EnforceGate vX ships in two installation shapes — both deploy the same runtime (engine + Squid + connector + captive portal + TLS terminator) and accept the same operator workflow afterwards. The two shapes differ in the host they run on, and that difference has direct security consequences.

The virtual appliance is the recommended and fully supported deployment

The virtual appliance is the deployment method Exosys recommends for every production environment. The appliance ships with a hardened, immutable host operating system that is delivered, validated, and updated by Exosys — read-only root filesystem, minimal attack surface, no customer-installed packages, and a curated SSH and sudo policy.

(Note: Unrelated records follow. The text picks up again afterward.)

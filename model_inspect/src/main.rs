//! Model inspection tool
//!
//! Loads a Wavefront OBJ file and prints what a renderer would see: the base
//! path for textures, the materials, and per object the vertex buffers and the
//! face ranges of each group and material.
//!
//! Usage: model_inspect data/cubescene.obj [--config loader.toml] [--summary ron]

use std::path::PathBuf;

use clap::{ArgAction, Parser, ValueEnum};
use scene_assets::assets::materials::TEXTURE_KEYS;
use scene_assets::foundation::logging;
use scene_assets::prelude::*;
use thiserror::Error;

#[derive(Parser, Debug)]
#[command(name = "model_inspect", version, about = "Dump the contents of a Wavefront OBJ model")]
struct Args {
    /// OBJ file to load
    path: PathBuf,

    /// Loader configuration file (.toml or .ron)
    #[arg(short, long)]
    config: Option<PathBuf>,

    /// Print a serialized summary instead of the full listing
    #[arg(long, value_enum)]
    summary: Option<SummaryFormat>,

    /// Increase log verbosity (-v debug, -vv trace)
    #[arg(short, long, action = ArgAction::Count)]
    verbose: u8,
}

#[derive(Clone, Copy, Debug, ValueEnum)]
enum SummaryFormat {
    Ron,
    Toml,
}

#[derive(Error, Debug)]
enum InspectError {
    #[error("Configuration error: {0}")]
    Config(#[from] ConfigError),
    #[error("Load failed: {0}")]
    Load(#[from] ObjError),
    #[error("Summary serialization failed: {0}")]
    Summary(String),
}

fn main() -> Result<(), Box<dyn std::error::Error>> {
    let args = Args::parse();

    let level = match args.verbose {
        0 => log::LevelFilter::Info,
        1 => log::LevelFilter::Debug,
        _ => log::LevelFilter::Trace,
    };
    logging::init_with_level(level);

    match run(&args) {
        Ok(()) => Ok(()),
        Err(e) => {
            log::error!("{}: {}", args.path.display(), e);
            Err(e.into())
        }
    }
}

fn run(args: &Args) -> Result<(), InspectError> {
    let config = match &args.config {
        Some(path) => ObjLoaderConfig::load_from_file(path)?,
        None => ObjLoaderConfig::default(),
    };
    config.validate()?;
    log::debug!("Loader configuration: {:?}", config);

    let model = ObjModel::from_file_with_config(&args.path, config)?;

    match args.summary {
        Some(format) => println!("{}", serialize_summary(&model, format)?),
        None => dump_model(&model),
    }

    Ok(())
}

fn serialize_summary(model: &ObjModel, format: SummaryFormat) -> Result<String, InspectError> {
    let summary = model.summary();
    match format {
        SummaryFormat::Ron => ron::ser::to_string_pretty(&summary, ron::ser::PrettyConfig::default())
            .map_err(|e| InspectError::Summary(e.to_string())),
        SummaryFormat::Toml => toml::to_string_pretty(&summary)
            .map_err(|e| InspectError::Summary(e.to_string())),
    }
}

fn dump_model(model: &ObjModel) {
    println!("Base path for loading textures etc: {}", model.base_path.display());

    println!("Provided materials:");
    for (name, material) in &model.materials {
        println!(" Name: \"{}\"", name);
        println!("  Properties: {}", property_list(material));

        if let Some(diffuse) = material.get_vec3("Kd") {
            println!("  Diffuse color: {}, {}, {}", diffuse.x, diffuse.y, diffuse.z);
        }

        for key in TEXTURE_KEYS {
            if let Some(path) = model.texture_path(name, key) {
                println!("  Texture {}: {}", key, path.display());
            }
        }
    }

    for (name, set) in &model.objects {
        println!("Object name: \"{}\"", name);
        println!(" Number of separate vertex buffers: {}", set.buffers.len());
        for (i, buffer) in set.buffers.iter().enumerate() {
            println!("  Vertex Buffer {}:", i);
            println!("   Number of vertices: {}", buffer.len());
            println!("   Number of indices: {}", buffer.indices.len());
            println!("   Has texture coordinates: {}", buffer.has_texture());
            println!("   Has normal vectors: {}", buffer.has_normal());
        }

        for (group, materials) in &set.group_material_faces {
            println!(" Vertex group \"{}\" materials:", group);
            for (material, ranges) in materials {
                println!("  Material \"{}\":", material);
                println!("   Number of separate face ranges: {}", ranges.len());
                for range in ranges {
                    println!(
                        "    Uses VertexBuffer {} indices from: [{} .. {}]",
                        range.buffer_index,
                        range.start_index,
                        range.end().saturating_sub(1)
                    );
                    if let Some(first) = first_position(set, range) {
                        println!("     First vertex position: {}, {}, {}", first.x, first.y, first.z);
                    }
                }
            }
        }
    }
}

fn property_list(material: &Material) -> String {
    material.keys().collect::<Vec<_>>().join(" ")
}

fn first_position(set: &VertexSet, range: &IndexRange) -> Option<Vec4> {
    let buffer = set.buffer_for(range)?;
    let &index = buffer.range_indices(range).first()?;
    buffer.positions.get(index as usize).copied()
}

The Docker bundle runs the same containers on a host OS that you provision and maintain. The container payload is identical, but the host security posture — kernel version, package set, SSH and auth hardening, user accounts, audit configuration, log shipping, patching cadence — is your responsibility. A weak host weakens the whole deployment. Use the Docker bundle when you have an established Linux hardening baseline (CIS, STIG, or equivalent) and operational discipline to keep it that way; otherwise prefer the appliance.

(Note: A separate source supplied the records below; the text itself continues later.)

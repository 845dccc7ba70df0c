//! Mesh representation for 3D models
//!
//! Converts [`VertexBuffer`] contents into interleaved vertices and triangle
//! indices. Polygons are fan-triangulated, which is correct for the convex
//! faces exporters write.
//!
//! # Memory Layout
//! Each vertex is eight floats: position (3), normal (3), texture
//! coordinate (2). Missing normals and texture coordinates are zero.

use crate::assets::{IndexRange, VertexBuffer};
use crate::foundation::math::dehomogenize;

/// Floats per interleaved vertex
pub const FLOATS_PER_VERTEX: usize = 8;

/// 3D vertex data structure for rendering
#[repr(C)]
#[derive(Debug, Clone, Copy, PartialEq, Default)]
pub struct Vertex {
    /// Position in 3D space
    pub position: [f32; 3],

    /// Normal vector
    pub normal: [f32; 3],

    /// Texture coordinates
    pub tex_coord: [f32; 2],
}

impl Vertex {
    /// Create a new vertex
    pub const fn new(position: [f32; 3], normal: [f32; 3], tex_coord: [f32; 2]) -> Self {
        Self {
            position,
            normal,
            tex_coord,
        }
    }

    /// Vertex as eight interleaved floats
    pub const fn to_array(&self) -> [f32; FLOATS_PER_VERTEX] {
        let [px, py, pz] = self.position;
        let [nx, ny, nz] = self.normal;
        let [u, v] = self.tex_coord;
        [px, py, pz, nx, ny, nz, u, v]
    }
}

/// Triangle mesh ready for GPU upload
#[derive(Debug, Clone, Default, PartialEq)]
pub struct Mesh {
    /// Unique vertices
    pub vertices: Vec<Vertex>,

    /// Triangle list indices into `vertices`
    pub indices: Vec<u32>,
}

impl Mesh {
    /// Create a mesh from raw parts
    pub const fn new(vertices: Vec<Vertex>, indices: Vec<u32>) -> Self {
        Self { vertices, indices }
    }

    /// Vertices of `buffer` in the interleaved layout
    pub fn vertices_of(buffer: &VertexBuffer) -> Vec<Vertex> {
        (0..buffer.len())
            .filter_map(|i| buffer.vertex(i))
            .map(|v| {
                Vertex::new(
                    dehomogenize(&v.position).into(),
                    v.normal.map_or([0.0; 3], Into::into),
                    v.texture.map_or([0.0; 2], Into::into),
                )
            })
            .collect()
    }

    /// Build a triangle mesh from one face range
    ///
    /// `face_size` is the number of vertices per face in the range; ranges do
    /// not record it, the caller knows how the file was exported.
    ///
    /// # Returns
    /// `None` if `face_size` is below 3, the range does not split into whole
    /// faces, or it lies outside `buffer`.
    pub fn from_range(buffer: &VertexBuffer, range: &IndexRange, face_size: usize) -> Option<Self> {
        if face_size < 3 || range.length % face_size != 0 || range.end() > buffer.indices.len() {
            return None;
        }

        let indices = buffer
            .range_indices(range)
            .chunks_exact(face_size)
            .flat_map(|face| {
                (1..face.len() - 1).flat_map(move |i| [face[0], face[i], face[i + 1]])
            })
            .collect();

        Some(Self::new(Self::vertices_of(buffer), indices))
    }

    /// Build a triangle mesh from every index of `buffer`
    ///
    /// Only meaningful when all faces in the buffer have `face_size` vertices.
    pub fn from_buffer(buffer: &VertexBuffer, face_size: usize) -> Option<Self> {
        let all = IndexRange {
            buffer_index: 0,
            start_index: 0,
            length: buffer.indices.len(),
        };
        Self::from_range(buffer, &all, face_size)
    }

    /// Build a triangle mesh from a range of triangles
    pub fn triangles(buffer: &VertexBuffer, range: &IndexRange) -> Option<Self> {
        Self::from_range(buffer, range, 3)
    }

    /// Number of triangles
    pub fn triangle_count(&self) -> usize {
        self.indices.len() / 3
    }

    /// Vertex data as interleaved floats
    pub fn interleaved(&self) -> Vec<f32> {
        self.vertices.iter().flat_map(Vertex::to_array).collect()
    }

    /// Vertex data as bytes for a vertex buffer upload
    pub fn vertex_bytes(&self) -> Vec<u8> {
        bytemuck::cast_slice::<f32, u8>(&self.interleaved()).to_vec()
    }

    /// Index data as bytes for an index buffer upload
    pub fn index_bytes(&self) -> &[u8] {
        bytemuck::cast_slice::<u32, u8>(self.indices.as_slice())
    }
}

  • Virtual appliance   (recommended)

    Pre-built OVA / qcow2 / vhdx for VMware, KVM, and Hyper-V. Boots into a hardened, immutable host with Docker pre-installed and the standalone bundle pre-pulled. Patched and signed by Exosys.

    Virtual appliance

  • Docker — Guided installer

    Standalone bundle for an existing Linux host you maintain. A guided full-screen terminal installer (install.sh) walks through EULA acceptance, license credentials, network, and SSL inspection. Host hardening is the operator's responsibility.

    Docker (installer)

  • Docker — manual

    Scripted/headless install path: load the image, hand-edit .env, bring the stack up with docker compose. For Ansible, Terraform, or CI-driven provisioning where the installer's terminal UI cannot run. Same host-hardening responsibility as the guided installer.

    Docker (manual)

After install, see upgrade for the shared upgrade procedure across all three shapes.